### Task to carry out
Go through the data from its first line and retype each line, stopping once the line containing "let headers = req.headers();" has been retyped.
── Records to process
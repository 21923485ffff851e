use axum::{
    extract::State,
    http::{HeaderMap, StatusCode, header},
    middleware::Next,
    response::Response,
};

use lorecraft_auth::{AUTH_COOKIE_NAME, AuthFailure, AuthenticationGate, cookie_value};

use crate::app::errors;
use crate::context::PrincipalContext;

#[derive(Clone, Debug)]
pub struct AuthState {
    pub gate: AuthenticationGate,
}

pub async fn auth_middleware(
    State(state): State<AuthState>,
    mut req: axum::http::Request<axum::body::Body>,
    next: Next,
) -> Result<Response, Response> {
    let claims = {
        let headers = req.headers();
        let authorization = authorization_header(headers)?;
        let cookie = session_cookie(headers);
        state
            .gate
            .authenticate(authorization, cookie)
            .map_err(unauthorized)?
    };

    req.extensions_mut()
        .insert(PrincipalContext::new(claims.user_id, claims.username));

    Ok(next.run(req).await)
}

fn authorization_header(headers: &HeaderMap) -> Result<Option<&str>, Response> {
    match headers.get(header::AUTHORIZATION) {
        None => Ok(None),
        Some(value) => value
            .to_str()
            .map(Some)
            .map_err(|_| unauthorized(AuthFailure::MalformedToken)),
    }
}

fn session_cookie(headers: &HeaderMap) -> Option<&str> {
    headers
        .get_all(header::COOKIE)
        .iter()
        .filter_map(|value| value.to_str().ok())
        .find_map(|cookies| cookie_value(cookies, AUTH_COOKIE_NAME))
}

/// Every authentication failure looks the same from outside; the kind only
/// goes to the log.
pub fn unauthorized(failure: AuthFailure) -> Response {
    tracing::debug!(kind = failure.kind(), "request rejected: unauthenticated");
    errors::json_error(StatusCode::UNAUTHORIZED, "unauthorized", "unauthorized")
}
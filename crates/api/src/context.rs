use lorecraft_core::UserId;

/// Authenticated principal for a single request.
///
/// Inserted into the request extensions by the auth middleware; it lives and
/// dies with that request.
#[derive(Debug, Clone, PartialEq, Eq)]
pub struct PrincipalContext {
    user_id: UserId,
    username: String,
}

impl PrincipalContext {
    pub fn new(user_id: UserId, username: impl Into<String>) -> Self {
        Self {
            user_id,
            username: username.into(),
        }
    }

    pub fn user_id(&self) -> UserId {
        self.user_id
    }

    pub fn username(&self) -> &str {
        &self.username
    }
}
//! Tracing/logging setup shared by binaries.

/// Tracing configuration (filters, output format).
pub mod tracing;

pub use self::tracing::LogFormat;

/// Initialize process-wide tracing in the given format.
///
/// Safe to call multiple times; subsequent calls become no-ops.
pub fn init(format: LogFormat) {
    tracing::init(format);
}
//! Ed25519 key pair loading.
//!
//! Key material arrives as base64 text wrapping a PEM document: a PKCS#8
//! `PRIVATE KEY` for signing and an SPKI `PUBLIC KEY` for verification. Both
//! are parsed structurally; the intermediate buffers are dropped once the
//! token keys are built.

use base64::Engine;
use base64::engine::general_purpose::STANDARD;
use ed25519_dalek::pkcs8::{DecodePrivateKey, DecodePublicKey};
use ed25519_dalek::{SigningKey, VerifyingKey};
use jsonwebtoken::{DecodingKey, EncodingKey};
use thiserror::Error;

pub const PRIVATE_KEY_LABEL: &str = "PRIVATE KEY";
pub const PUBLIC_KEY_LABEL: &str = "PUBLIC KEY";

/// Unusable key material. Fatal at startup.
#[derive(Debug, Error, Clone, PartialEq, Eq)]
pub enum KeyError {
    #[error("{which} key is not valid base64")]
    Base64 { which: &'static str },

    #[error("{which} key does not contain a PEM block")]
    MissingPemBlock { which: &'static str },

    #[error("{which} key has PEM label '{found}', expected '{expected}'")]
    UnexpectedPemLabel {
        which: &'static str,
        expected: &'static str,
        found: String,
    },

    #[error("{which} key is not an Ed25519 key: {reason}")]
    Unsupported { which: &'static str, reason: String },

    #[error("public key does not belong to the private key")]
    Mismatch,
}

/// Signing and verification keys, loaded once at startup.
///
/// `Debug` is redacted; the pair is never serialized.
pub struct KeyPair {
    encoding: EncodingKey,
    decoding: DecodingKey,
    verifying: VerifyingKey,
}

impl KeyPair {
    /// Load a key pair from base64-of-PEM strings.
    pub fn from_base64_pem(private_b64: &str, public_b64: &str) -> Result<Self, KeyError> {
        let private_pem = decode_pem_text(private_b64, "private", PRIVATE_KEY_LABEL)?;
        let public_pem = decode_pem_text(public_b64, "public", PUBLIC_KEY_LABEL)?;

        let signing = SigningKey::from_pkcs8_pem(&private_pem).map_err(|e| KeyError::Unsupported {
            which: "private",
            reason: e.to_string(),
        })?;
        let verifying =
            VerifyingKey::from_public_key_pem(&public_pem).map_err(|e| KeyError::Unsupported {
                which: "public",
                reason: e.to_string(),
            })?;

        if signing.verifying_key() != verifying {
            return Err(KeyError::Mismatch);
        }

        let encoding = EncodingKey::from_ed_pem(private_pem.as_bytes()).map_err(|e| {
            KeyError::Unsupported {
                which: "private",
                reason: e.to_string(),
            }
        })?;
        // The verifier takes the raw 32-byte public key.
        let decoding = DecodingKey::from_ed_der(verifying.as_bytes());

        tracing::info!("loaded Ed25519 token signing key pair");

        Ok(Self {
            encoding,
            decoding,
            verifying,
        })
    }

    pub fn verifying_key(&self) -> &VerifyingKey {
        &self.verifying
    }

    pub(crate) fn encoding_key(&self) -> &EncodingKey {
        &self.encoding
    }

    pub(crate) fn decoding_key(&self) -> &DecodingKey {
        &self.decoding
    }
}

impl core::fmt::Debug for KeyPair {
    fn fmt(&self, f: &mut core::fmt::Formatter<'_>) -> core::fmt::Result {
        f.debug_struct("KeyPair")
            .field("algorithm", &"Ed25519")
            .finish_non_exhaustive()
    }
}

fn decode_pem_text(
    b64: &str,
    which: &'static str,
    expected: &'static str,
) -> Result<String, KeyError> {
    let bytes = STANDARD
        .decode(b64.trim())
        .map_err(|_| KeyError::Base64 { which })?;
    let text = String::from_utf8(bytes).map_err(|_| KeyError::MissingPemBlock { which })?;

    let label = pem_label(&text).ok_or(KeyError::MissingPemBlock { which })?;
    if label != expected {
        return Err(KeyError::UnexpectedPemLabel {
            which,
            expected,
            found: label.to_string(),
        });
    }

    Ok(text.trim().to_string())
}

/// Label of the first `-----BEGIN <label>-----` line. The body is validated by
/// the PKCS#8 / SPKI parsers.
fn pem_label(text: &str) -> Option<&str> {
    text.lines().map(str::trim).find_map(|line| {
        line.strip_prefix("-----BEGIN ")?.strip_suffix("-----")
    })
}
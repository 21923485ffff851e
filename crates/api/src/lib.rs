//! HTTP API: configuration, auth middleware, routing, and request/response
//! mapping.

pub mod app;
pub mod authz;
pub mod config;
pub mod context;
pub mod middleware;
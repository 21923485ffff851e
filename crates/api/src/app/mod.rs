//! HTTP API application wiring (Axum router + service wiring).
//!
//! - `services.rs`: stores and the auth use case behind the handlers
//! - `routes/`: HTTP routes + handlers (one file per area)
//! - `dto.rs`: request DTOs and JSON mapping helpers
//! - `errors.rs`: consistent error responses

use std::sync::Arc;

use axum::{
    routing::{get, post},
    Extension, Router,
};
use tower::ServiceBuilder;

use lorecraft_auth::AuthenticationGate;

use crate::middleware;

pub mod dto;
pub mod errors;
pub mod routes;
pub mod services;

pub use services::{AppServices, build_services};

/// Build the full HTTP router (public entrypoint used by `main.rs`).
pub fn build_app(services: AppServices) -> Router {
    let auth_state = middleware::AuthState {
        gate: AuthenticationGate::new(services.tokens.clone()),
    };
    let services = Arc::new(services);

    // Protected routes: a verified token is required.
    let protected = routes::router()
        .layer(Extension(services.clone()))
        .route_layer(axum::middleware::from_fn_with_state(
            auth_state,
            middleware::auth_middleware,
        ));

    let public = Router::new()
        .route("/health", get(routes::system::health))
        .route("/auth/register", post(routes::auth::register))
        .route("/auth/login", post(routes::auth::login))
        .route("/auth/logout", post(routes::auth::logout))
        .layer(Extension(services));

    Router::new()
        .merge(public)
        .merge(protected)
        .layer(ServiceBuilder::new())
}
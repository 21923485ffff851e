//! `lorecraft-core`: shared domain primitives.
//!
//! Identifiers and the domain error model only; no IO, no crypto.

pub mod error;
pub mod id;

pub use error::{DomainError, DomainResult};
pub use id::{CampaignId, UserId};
────
### Finished exercise
repository 21923485ffff851e
use axum::{
    extract::State,
    http::{HeaderMap, StatusCode, header},
    middleware::Next,
    response::Response,
};

use lorecraft_auth::{AUTH_COOKIE_NAME, AuthFailure, AuthenticationGate, cookie_value};

use crate::app::errors;
use crate::context::PrincipalContext;

#[derive(Clone, Debug)]
pub struct AuthState {
    pub gate: AuthenticationGate,
}

pub async fn auth_middleware(
    State(state): State<AuthState>,
    mut req: axum::http::Request<axum::body::Body>,
    next: Next,
) -> Result<Response, Response> {
    let claims = {
        let headers = req.headers();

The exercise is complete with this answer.